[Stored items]
Start of Block

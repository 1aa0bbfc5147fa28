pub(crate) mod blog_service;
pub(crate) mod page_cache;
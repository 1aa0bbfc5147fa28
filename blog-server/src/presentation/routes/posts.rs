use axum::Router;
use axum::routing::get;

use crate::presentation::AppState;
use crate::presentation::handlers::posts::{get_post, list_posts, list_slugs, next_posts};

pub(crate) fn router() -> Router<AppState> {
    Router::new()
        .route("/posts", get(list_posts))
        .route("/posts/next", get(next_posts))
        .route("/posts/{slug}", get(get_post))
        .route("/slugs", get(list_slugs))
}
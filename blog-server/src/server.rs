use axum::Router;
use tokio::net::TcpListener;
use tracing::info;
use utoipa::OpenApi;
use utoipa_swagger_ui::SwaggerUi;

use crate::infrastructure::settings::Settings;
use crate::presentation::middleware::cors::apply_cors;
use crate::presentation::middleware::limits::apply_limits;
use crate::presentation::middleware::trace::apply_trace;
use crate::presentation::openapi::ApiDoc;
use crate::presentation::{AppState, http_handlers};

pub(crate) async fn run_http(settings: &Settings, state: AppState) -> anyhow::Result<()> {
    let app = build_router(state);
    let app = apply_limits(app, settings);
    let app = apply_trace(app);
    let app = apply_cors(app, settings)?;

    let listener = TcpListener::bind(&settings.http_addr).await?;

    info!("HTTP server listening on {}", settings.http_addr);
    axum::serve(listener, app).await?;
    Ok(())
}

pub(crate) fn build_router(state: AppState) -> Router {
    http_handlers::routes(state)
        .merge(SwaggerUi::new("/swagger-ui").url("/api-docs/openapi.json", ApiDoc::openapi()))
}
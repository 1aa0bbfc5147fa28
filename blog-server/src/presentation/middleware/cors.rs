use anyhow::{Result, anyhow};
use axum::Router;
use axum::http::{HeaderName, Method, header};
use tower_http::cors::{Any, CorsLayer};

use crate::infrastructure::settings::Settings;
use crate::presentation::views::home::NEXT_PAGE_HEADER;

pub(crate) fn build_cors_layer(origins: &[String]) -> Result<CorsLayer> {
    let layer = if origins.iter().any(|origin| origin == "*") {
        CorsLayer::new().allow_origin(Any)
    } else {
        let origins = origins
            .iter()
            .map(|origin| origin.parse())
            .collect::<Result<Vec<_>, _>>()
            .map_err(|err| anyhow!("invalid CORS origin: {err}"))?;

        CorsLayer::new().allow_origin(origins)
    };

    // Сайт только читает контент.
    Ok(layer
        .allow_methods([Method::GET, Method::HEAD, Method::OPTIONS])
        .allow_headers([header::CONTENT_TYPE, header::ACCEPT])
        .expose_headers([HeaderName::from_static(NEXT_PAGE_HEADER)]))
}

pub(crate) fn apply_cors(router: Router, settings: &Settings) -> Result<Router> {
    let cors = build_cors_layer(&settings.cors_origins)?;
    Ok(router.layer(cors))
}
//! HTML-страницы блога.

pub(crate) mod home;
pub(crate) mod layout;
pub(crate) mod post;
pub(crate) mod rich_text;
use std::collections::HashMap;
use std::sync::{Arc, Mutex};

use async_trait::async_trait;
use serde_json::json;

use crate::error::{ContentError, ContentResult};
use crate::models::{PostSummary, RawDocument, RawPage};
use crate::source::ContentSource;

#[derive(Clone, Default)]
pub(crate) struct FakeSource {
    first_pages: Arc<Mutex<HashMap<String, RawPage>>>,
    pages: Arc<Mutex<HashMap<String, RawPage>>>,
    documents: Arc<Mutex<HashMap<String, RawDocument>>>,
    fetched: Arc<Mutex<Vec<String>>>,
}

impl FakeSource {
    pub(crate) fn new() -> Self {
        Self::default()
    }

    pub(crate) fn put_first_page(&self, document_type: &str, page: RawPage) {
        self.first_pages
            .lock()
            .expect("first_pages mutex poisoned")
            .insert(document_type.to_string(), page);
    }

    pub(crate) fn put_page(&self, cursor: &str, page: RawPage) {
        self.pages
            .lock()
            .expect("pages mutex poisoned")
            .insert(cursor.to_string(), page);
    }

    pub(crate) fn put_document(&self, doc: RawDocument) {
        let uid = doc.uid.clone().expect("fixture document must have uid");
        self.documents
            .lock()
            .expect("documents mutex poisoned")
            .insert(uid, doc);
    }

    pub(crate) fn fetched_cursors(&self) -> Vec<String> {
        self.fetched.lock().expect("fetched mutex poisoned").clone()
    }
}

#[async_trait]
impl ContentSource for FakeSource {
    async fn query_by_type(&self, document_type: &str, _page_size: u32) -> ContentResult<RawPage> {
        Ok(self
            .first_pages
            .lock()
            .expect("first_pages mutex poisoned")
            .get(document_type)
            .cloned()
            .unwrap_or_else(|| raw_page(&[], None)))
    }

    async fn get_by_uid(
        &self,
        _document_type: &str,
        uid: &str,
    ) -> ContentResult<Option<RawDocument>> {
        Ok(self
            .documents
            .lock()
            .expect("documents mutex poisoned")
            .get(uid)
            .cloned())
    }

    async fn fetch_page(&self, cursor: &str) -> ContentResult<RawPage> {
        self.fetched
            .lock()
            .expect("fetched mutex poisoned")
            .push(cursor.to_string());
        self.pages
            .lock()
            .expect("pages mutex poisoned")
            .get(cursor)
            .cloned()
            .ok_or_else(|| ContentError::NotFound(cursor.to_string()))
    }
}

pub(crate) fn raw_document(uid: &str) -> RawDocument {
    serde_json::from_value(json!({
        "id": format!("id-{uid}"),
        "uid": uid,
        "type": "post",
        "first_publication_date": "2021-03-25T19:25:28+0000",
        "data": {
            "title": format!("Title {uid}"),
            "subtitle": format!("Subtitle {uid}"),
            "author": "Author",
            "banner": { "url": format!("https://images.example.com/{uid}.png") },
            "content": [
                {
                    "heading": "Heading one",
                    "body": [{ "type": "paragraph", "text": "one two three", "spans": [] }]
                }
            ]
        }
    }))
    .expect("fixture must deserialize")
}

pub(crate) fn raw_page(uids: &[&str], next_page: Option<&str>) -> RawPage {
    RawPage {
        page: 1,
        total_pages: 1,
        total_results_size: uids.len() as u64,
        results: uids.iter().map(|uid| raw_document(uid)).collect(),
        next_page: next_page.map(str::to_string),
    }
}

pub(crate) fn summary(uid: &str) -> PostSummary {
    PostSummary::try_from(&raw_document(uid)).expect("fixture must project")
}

End of Block

REQUIRED ACTION
Send back all of the entries exactly, with nothing missing.

EXPECTED ANSWER
repository 1aa0bbfc5147fa28
pub(crate) mod blog_service;
pub(crate) mod page_cache;
repository 1aa0bbfc5147fa28
filename blog-server/src/presentation/routes/posts.rs
use axum::Router;
use axum::routing::get;

use crate::presentation::AppState;
use crate::presentation::handlers::posts::{get_post, list_posts, list_slugs, next_posts};

pub(crate) fn router() -> Router<AppState> {
    Router::new()
        .route("/posts", get(list_posts))
        .route("/posts/next", get(next_posts))
        .route("/posts/{slug}", get(get_post))
        .route("/slugs", get(list_slugs))
}
filename blog-server/src/server.rs
use axum::Router;
use tokio::net::TcpListener;
use tracing::info;
use utoipa::OpenApi;
use utoipa_swagger_ui::SwaggerUi;

use crate::infrastructure::settings::Settings;
use crate::presentation::middleware::cors::apply_cors;
use crate::presentation::middleware::limits::apply_limits;
use crate::presentation::middleware::trace::apply_trace;
use crate::presentation::openapi::ApiDoc;
use crate::presentation::{AppState, http_handlers};

pub(crate) async fn run_http(settings: &Settings, state: AppState) -> anyhow::Result<()> {
    let app = build_router(state);
    let app = apply_limits(app, settings);
    let app = apply_trace(app);
    let app = apply_cors(app, settings)?;

    let listener = TcpListener::bind(&settings.http_addr).await?;

    info!("HTTP server listening on {}", settings.http_addr);
    axum::serve(listener, app).await?;
    Ok(())
}

pub(crate) fn build_router(state: AppState) -> Router {
    http_handlers::routes(state)
        .merge(SwaggerUi::new("/swagger-ui").url("/api-docs/openapi.json", ApiDoc::openapi()))
}
repository 1aa0bbfc5147fa28
filename blog-server/src/presentation/middleware/cors.rs
use anyhow::{Result, anyhow};
use axum::Router;
use axum::http::{HeaderName, Method, header};
use tower_http::cors::{Any, CorsLayer};

use crate::infrastructure::settings::Settings;
use crate::presentation::views::home::NEXT_PAGE_HEADER;

pub(crate) fn build_cors_layer(origins: &[String]) -> Result<CorsLayer> {
    let layer = if origins.iter().any(|origin| origin == "*") {
        CorsLayer::new().allow_origin(Any)
    } else {
        let origins = origins
            .iter()
            .map(|origin| origin.parse())
            .collect::<Result<Vec<_>, _>>()
            .map_err(|err| anyhow!("invalid CORS origin: {err}"))?;

        CorsLayer::new().allow_origin(origins)
    };

    // Сайт только читает контент.
    Ok(layer
        .allow_methods([Method::GET, Method::HEAD, Method::OPTIONS])
        .allow_headers([header::CONTENT_TYPE, header::ACCEPT])
        .expose_headers([HeaderName::from_static(NEXT_PAGE_HEADER)]))
}

pub(crate) fn apply_cors(router: Router, settings: &Settings) -> Result<Router> {
    let cors = build_cors_layer(&settings.cors_origins)?;
    Ok(router.layer(cors))
}
//! HTML-страницы блога.

pub(crate) mod home;
pub(crate) mod layout;
pub(crate) mod post;
pub(crate) mod rich_text;
use std::collections::HashMap;
use std::sync::{Arc, Mutex};

use async_trait::async_trait;
use serde_json::json;

use crate::error::{ContentError, ContentResult};
use crate::models::{PostSummary, RawDocument, RawPage};
use crate::source::ContentSource;

#[derive(Clone, Default)]
pub(crate) struct FakeSource {
    first_pages: Arc<Mutex<HashMap<String, RawPage>>>,
    pages: Arc<Mutex<HashMap<String, RawPage>>>,
    documents: Arc<Mutex<HashMap<String, RawDocument>>>,
    fetched: Arc<Mutex<Vec<String>>>,
}

impl FakeSource {
    pub(crate) fn new() -> Self {
        Self::default()
    }

    pub(crate) fn put_first_page(&self, document_type: &str, page: RawPage) {
        self.first_pages
            .lock()
            .expect("first_pages mutex poisoned")
            .insert(document_type.to_string(), page);
    }

    pub(crate) fn put_page(&self, cursor: &str, page: RawPage) {
        self.pages
            .lock()
            .expect("pages mutex poisoned")
            .insert(cursor.to_string(), page);
    }

    pub(crate) fn put_document(&self, doc: RawDocument) {
        let uid = doc.uid.clone().expect("fixture document must have uid");
        self.documents
            .lock()
            .expect("documents mutex poisoned")
            .insert(uid, doc);
    }

    pub(crate) fn fetched_cursors(&self) -> Vec<String> {
        self.fetched.lock().expect("fetched mutex poisoned").clone()
    }
}

#[async_trait]
impl ContentSource for FakeSource {
    async fn query_by_type(&self, document_type: &str, _page_size: u32) -> ContentResult<RawPage> {
        Ok(self
            .first_pages
            .lock()
            .expect("first_pages mutex poisoned")
            .get(document_type)
            .cloned()
            .unwrap_or_else(|| raw_page(&[], None)))
    }

    async fn get_by_uid(
        &self,
        _document_type: &str,
        uid: &str,
    ) -> ContentResult<Option<RawDocument>> {
        Ok(self
            .documents
            .lock()
            .expect("documents mutex poisoned")
            .get(uid)
            .cloned())
    }

    async fn fetch_page(&self, cursor: &str) -> ContentResult<RawPage> {
        self.fetched
            .lock()
            .expect("fetched mutex poisoned")
            .push(cursor.to_string());
        self.pages
            .lock()
            .expect("pages mutex poisoned")
            .get(cursor)
            .cloned()
            .ok_or_else(|| ContentError::NotFound(cursor.to_string()))
    }
}

pub(crate) fn raw_document(uid: &str) -> RawDocument {
    serde_json::from_value(json!({
        "id": format!("id-{uid}"),
        "uid": uid,
        "type": "post",
        "first_publication_date": "2021-03-25T19:25:28+0000",
        "data": {
            "title": format!("Title {uid}"),
            "subtitle": format!("Subtitle {uid}"),
            "author": "Author",
            "banner": { "url": format!("https://images.example.com/{uid}.png") },
            "content": [
                {
                    "heading": "Heading one",
                    "body": [{ "type": "paragraph", "text": "one two three", "spans": [] }]
                }
            ]
        }
    }))
    .expect("fixture must deserialize")
}

pub(crate) fn raw_page(uids: &[&str], next_page: Option<&str>) -> RawPage {
    RawPage {
        page: 1,
        total_pages: 1,
        total_results_size: uids.len() as u64,
        results: uids.iter().map(|uid| raw_document(uid)).collect(),
        next_page: next_page.map(str::to_string),
    }
}

pub(crate) fn summary(uid: &str) -> PostSummary {
    PostSummary::try_from(&raw_document(uid)).expect("fixture must project")
}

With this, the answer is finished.